В один из дней в больнице мы гуляли по коридорам и набрели на магазинчик всякой всячины, там, среди разной бижутерии, продавалось кольцо с лягушкой, обычное, не дорогое, но очень красивое. Папа купил его мне, сказав, что оно как раз для сцены мне подойдет. Это был последний его подарок, самый ценный! Обычная бижутерия стала дороже всего для меня!
За день до операции папа нервничал, я это чувствовала, я всегда его чувствовала, но он старался стойко держаться, даже пытался шутить. Его перевели в предоперационную палату, там была кровать, оснащенная разными кнопками для вызова медсестер. И папа, как ребенок, начал нажимать на эти кнопки, прибегала медсестра, журила его, смеялась вместе с нами, но просила так не делать, так как любой вызов вызывает волнение у врачей!
Мы пробыли с ним до восьми вечера. Приходил врач, который потом оперировал его, папа его спрашивает:
– А через сколько времени после операции я смогу вернуться на сцену?
– Спартак Васильевич, как будет восстановление проходить, будем надеяться, что к осени вернетесь, только придется поберечь себя, поменьше активных действий!
– Как же? Я же в одном спектакле цыганочку танцую…
Папа встает и прям в палате начинает показывать врачу движения танца. Врач в ужасе смотрит на папу, он-то знает всю историю болезни, знает, как опасна для сердечного клапана такая активность, но папа был истинный артист, цыганочка и его роли важнее всего! Это его второе дыхание!
Вечером он проводил нас до лифта, я помню в мельчайших подробностях этот день, эти последние минуты, помню, во что он был одет, даже запах его жидкости после бритья помню. Мы шли к лифту по темному коридору, стараясь гнать от себя плохие мысли, стараясь не думать о том, что будет завтра. Мы крепко обнялись, сели с мамой в лифт, и двери лифта разделили нашу жизнь на до и после… Там, за этими дверями, навсегда остались его добрая улыбка, его такой до боли родной запах жидкости после бритья, его одеколона и его родной души!
Из дома мы позвонили ему. Папа сказал, что ложится спать. Я ответила, что очень сильно его люблю и мысленно с ним всегда!
А его последними словами были: «Маленькая моя, люблю тебя! До встречи!»
Операция шла долго. Часов 8. Все это время мы пробыли с мамой в церкви.
Часа в три нам позвонили и сказали, что операция прошла хорошо, сердце после остановки завелось сразу, давление не падало и завтра его переведут в обычную палату, готовьте ему куриный бульон. Завтра вы его увидите!

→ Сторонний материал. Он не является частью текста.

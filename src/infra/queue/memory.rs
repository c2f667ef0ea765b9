//! In-memory ordered queue with priority and FIFO awareness.

use std::cmp::Reverse;
use std::collections::{BTreeMap, HashMap};

use crate::core::{PriorityRequest, RequestQueue};
use crate::util::serde::{Priority, RequestId};

/// Ordering key: highest priority first, then submission order.
type QueueKey = (Reverse<Priority>, u64);

fn key_of(request: &PriorityRequest) -> QueueKey {
    (Reverse(request.priority), request.sequence)
}

/// In-memory queue storing pending requests in a totally ordered map.
///
/// A `BTreeMap` keyed by `(priority desc, sequence asc)` gives O(log n)
/// enqueue/dequeue, and a side index by id makes cancel and re-prioritise
/// O(log n) as well.
#[derive(Default)]
pub struct InMemoryQueue {
    entries: BTreeMap<QueueKey, PriorityRequest>,
    index: HashMap<RequestId, QueueKey>,
}

impl InMemoryQueue {
    /// Create an empty queue.
    #[must_use]
    pub fn new() -> Self {
        Self::default()
    }
}

impl RequestQueue for InMemoryQueue {
    fn enqueue(&mut self, request: PriorityRequest) {
        let key = key_of(&request);
        if let Some(stale) = self.index.insert(request.id.clone(), key) {
            self.entries.remove(&stale);
        }
        self.entries.insert(key, request);
    }

    fn dequeue(&mut self) -> Option<PriorityRequest> {
        let (_, request) = self.entries.pop_first()?;
        self.index.remove(&request.id);
        Some(request)
    }

    fn remove(&mut self, id: &str) -> Option<PriorityRequest> {
        let key = self.index.remove(id)?;
        self.entries.remove(&key)
    }

    fn reprioritize(&mut self, id: &str, priority: Priority) -> Option<Priority> {
        let mut request = self.remove(id)?;
        let old = request.priority;
        request.priority = priority;
        self.enqueue(request);
        Some(old)
    }

    fn get(&self, id: &str) -> Option<&PriorityRequest> {
        self.index.get(id).and_then(|key| self.entries.get(key))
    }

    fn snapshot(&self, filter: Option<Priority>) -> Vec<PriorityRequest> {
        self.entries
            .values()
            .filter(|r| filter.is_none_or(|p| r.priority == p))
            .cloned()
            .collect()
    }

    fn len(&self) -> usize {
        self.entries.len()
    }
}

Счастью нашему не было предела! Мы помчались на рынок покупать курицу, мама сварила бульон, погладила его чистую одежду…
А утром… Утром был звонок, чтоб мы не приезжали. Что-то пошло не так, и его пока оставят в реанимации.
В те годы в реанимацию не пускали. Я, конечно, умоляла врача разрешить нам туда пройти. Я думала, что он услышит мой голос или мамин и это заставит его выздороветь, очнуться! Я готова была отдать любые деньги и блага за это! Но врач был непреклонен. «Идите лучше в церковь», – сказал он.
И мы пошли… Мы молились, чтобы он выжил, пусть даже он бы не мог ходить или говорить, но только чтобы жил! Мы бы ухаживали за ним, даже в лежачем состоянии, но только бы он был жив!
Так прошли три дня, в полном непонимании, что происходит, в страхе и молитвах!
Врачи говорили, что отказали почки, потом кишечник… Конечно, 8 часов наркоза, с его пневмотораксом, и дали эти осложнения. Видимо, когда его перевели с искусственного дыхания на обычное, легкие дали сбой и пошел отек.
Утром 17 июля сообщили, что его не стало…
Услышав это, я, как ребенок, убежала в комнату, спряталась, как будто это могло что-то изменить… а в соседней комнате мама, еще ничего не знающая, ворковала с маленькой Кристиной и собиралась на службу в церковь.